* PROBLEM DESCRIPTION:
Copy out each line of the data that contains "trimmed".

* SOURCE DATA:
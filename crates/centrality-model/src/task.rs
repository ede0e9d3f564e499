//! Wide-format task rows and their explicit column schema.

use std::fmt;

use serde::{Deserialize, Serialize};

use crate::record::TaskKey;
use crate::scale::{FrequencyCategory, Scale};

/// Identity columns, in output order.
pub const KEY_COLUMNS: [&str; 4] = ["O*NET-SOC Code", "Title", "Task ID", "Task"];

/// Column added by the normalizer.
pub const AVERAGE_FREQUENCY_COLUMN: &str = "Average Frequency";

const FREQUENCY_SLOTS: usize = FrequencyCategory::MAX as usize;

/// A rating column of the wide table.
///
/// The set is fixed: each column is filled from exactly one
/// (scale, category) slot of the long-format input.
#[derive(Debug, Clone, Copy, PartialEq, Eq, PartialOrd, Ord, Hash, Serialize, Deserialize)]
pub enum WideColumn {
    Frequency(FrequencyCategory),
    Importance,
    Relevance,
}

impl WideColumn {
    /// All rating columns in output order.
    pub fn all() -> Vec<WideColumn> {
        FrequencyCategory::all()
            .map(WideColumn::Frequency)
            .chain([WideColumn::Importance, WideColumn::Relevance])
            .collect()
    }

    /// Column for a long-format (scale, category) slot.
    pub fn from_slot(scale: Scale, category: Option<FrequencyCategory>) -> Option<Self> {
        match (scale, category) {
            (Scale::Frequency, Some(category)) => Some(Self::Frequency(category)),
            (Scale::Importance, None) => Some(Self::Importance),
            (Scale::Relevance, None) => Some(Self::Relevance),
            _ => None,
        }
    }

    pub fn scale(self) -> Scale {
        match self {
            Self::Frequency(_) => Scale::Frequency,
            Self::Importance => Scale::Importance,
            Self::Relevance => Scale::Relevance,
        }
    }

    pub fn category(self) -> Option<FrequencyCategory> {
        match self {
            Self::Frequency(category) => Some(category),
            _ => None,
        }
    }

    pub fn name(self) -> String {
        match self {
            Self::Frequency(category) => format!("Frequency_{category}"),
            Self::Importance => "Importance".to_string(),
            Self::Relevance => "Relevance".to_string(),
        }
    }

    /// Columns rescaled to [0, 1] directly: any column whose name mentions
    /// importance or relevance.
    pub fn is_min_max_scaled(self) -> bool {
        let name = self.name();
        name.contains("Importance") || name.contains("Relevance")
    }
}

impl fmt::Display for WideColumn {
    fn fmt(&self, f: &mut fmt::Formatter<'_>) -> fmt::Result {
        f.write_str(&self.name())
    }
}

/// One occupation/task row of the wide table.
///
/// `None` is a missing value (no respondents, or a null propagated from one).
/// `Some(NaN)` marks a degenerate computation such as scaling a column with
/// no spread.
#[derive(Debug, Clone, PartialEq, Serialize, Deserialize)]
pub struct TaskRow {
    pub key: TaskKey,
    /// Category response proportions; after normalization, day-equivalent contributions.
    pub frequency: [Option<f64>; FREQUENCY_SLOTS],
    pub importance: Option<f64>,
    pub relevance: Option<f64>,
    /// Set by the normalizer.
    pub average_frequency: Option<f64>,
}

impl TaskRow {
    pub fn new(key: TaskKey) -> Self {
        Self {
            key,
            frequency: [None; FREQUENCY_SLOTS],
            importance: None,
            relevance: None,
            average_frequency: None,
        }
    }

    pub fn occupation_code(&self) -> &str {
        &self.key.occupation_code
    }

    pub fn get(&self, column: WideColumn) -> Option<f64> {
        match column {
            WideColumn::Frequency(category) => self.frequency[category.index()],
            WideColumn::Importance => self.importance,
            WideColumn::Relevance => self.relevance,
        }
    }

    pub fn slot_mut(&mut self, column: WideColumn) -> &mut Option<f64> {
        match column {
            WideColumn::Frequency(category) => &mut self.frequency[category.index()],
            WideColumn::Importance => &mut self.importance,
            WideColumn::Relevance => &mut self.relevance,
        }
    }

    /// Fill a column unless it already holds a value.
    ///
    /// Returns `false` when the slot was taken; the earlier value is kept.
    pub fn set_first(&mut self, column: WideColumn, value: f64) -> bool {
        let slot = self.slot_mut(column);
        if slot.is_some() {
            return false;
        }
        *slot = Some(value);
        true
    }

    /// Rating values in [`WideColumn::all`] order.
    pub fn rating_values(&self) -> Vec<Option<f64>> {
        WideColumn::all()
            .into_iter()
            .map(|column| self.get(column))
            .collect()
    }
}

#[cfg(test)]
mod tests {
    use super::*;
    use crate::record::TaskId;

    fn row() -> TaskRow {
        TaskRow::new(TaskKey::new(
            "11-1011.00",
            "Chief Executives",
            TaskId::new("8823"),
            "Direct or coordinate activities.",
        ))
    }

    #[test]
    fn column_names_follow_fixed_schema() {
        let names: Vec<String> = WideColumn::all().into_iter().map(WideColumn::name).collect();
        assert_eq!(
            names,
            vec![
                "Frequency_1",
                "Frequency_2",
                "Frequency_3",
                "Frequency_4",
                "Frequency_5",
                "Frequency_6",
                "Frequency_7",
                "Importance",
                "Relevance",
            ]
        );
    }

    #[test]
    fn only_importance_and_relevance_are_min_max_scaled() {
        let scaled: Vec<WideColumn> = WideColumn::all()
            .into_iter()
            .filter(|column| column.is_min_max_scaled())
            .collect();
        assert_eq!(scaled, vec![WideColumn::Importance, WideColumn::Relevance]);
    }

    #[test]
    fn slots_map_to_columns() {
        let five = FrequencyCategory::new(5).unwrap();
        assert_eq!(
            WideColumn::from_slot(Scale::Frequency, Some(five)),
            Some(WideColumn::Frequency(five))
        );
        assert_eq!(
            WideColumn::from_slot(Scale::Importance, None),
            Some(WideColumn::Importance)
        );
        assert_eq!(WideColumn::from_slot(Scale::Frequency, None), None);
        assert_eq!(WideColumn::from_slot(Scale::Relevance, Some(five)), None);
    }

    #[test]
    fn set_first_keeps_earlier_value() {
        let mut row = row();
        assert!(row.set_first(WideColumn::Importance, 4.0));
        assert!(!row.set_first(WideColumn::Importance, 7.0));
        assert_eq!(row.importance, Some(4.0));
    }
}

* * *

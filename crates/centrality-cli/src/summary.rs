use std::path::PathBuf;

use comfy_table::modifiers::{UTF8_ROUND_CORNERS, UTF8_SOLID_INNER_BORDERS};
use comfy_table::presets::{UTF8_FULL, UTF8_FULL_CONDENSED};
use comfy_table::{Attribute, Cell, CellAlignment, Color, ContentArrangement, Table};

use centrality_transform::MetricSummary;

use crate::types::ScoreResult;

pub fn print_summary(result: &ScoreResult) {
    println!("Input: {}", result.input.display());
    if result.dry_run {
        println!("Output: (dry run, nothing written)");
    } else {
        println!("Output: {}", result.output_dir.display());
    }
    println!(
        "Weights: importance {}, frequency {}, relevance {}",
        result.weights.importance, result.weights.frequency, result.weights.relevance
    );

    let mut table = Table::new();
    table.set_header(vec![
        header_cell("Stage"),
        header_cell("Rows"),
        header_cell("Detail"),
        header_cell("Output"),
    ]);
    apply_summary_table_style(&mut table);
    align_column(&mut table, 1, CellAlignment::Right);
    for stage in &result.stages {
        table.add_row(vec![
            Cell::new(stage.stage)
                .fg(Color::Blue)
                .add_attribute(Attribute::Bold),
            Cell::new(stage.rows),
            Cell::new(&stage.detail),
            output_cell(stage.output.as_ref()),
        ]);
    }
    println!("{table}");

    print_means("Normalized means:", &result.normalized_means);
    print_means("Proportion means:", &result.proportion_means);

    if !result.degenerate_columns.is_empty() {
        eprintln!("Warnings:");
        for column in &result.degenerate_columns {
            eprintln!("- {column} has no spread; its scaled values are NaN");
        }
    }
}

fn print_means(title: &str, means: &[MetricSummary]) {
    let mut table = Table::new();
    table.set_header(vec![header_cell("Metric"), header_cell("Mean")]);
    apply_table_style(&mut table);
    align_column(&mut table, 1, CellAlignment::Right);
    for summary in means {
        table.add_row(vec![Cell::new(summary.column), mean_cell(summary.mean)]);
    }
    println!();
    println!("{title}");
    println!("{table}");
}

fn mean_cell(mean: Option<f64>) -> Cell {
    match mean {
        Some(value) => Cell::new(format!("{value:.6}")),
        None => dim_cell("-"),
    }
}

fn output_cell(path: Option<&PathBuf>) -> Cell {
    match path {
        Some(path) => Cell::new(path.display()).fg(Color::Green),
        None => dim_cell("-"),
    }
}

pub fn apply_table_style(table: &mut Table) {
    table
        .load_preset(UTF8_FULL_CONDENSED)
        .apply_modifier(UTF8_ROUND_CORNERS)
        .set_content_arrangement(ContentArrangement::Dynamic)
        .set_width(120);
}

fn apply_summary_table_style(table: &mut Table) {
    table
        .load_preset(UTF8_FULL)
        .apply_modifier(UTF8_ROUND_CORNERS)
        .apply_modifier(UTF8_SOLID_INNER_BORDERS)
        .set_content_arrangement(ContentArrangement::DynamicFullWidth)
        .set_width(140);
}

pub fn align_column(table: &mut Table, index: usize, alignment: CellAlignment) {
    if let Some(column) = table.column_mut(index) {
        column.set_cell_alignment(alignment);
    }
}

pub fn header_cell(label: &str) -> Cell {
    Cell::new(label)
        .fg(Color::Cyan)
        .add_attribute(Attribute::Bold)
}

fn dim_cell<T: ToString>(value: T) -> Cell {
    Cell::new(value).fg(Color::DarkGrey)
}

---

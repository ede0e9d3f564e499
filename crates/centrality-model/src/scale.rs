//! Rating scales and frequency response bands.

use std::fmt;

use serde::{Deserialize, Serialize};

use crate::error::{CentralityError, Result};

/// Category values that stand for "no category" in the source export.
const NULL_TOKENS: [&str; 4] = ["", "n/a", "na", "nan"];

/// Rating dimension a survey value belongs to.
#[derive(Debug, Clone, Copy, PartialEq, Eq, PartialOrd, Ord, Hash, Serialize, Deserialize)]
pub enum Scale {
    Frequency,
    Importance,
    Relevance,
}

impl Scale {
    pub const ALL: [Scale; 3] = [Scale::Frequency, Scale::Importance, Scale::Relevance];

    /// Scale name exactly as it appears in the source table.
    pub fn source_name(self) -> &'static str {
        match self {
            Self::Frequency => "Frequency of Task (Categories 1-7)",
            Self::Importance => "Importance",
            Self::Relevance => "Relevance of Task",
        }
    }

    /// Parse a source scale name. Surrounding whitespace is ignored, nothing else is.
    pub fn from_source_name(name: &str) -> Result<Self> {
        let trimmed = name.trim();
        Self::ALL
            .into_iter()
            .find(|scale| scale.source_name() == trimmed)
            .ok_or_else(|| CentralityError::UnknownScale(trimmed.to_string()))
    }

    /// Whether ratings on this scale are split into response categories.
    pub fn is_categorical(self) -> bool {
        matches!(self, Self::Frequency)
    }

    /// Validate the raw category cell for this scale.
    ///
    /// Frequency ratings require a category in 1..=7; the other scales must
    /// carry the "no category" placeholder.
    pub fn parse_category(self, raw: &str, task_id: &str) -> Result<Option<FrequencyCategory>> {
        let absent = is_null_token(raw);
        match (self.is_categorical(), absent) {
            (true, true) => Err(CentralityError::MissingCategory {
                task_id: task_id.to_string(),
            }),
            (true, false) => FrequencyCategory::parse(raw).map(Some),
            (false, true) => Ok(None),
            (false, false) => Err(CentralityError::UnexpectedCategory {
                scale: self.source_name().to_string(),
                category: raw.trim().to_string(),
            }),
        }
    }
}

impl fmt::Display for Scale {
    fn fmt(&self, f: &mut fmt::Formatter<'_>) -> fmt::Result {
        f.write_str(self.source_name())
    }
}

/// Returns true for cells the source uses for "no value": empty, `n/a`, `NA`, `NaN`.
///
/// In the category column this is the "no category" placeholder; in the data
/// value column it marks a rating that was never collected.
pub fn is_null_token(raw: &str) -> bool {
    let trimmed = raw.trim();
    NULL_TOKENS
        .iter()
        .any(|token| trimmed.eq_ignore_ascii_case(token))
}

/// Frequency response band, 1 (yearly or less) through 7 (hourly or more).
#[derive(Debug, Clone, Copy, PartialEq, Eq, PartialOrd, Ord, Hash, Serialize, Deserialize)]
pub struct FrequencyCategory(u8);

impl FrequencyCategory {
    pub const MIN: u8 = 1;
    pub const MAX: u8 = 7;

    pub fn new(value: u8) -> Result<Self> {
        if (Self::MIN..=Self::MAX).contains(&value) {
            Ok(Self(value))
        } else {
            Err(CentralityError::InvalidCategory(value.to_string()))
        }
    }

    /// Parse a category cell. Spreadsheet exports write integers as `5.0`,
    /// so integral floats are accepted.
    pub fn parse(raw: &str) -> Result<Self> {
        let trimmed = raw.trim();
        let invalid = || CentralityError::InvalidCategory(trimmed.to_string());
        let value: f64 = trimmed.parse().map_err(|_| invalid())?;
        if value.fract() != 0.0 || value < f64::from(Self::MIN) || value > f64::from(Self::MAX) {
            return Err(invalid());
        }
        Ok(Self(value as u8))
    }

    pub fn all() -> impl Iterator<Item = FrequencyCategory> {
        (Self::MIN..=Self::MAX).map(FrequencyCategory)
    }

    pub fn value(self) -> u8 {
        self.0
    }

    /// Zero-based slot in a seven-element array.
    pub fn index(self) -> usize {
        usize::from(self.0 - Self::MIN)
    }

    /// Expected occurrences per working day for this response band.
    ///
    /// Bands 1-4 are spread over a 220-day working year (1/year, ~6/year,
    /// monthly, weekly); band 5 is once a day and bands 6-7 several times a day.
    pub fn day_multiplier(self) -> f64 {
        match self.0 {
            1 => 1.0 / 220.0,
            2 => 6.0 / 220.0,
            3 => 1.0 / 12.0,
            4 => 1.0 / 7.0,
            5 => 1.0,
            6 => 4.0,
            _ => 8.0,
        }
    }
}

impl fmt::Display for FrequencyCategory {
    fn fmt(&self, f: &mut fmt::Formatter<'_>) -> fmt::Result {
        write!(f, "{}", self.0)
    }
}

* ANSWER TO THIS TASK:
        let trimmed = name.trim();
            .find(|scale| scale.source_name() == trimmed)
            .ok_or_else(|| CentralityError::UnknownScale(trimmed.to_string()))
    let trimmed = raw.trim();
        .any(|token| trimmed.eq_ignore_ascii_case(token))
        let trimmed = raw.trim();
        let invalid = || CentralityError::InvalidCategory(trimmed.to_string());
        let value: f64 = trimmed.parse().map_err(|_| invalid())?;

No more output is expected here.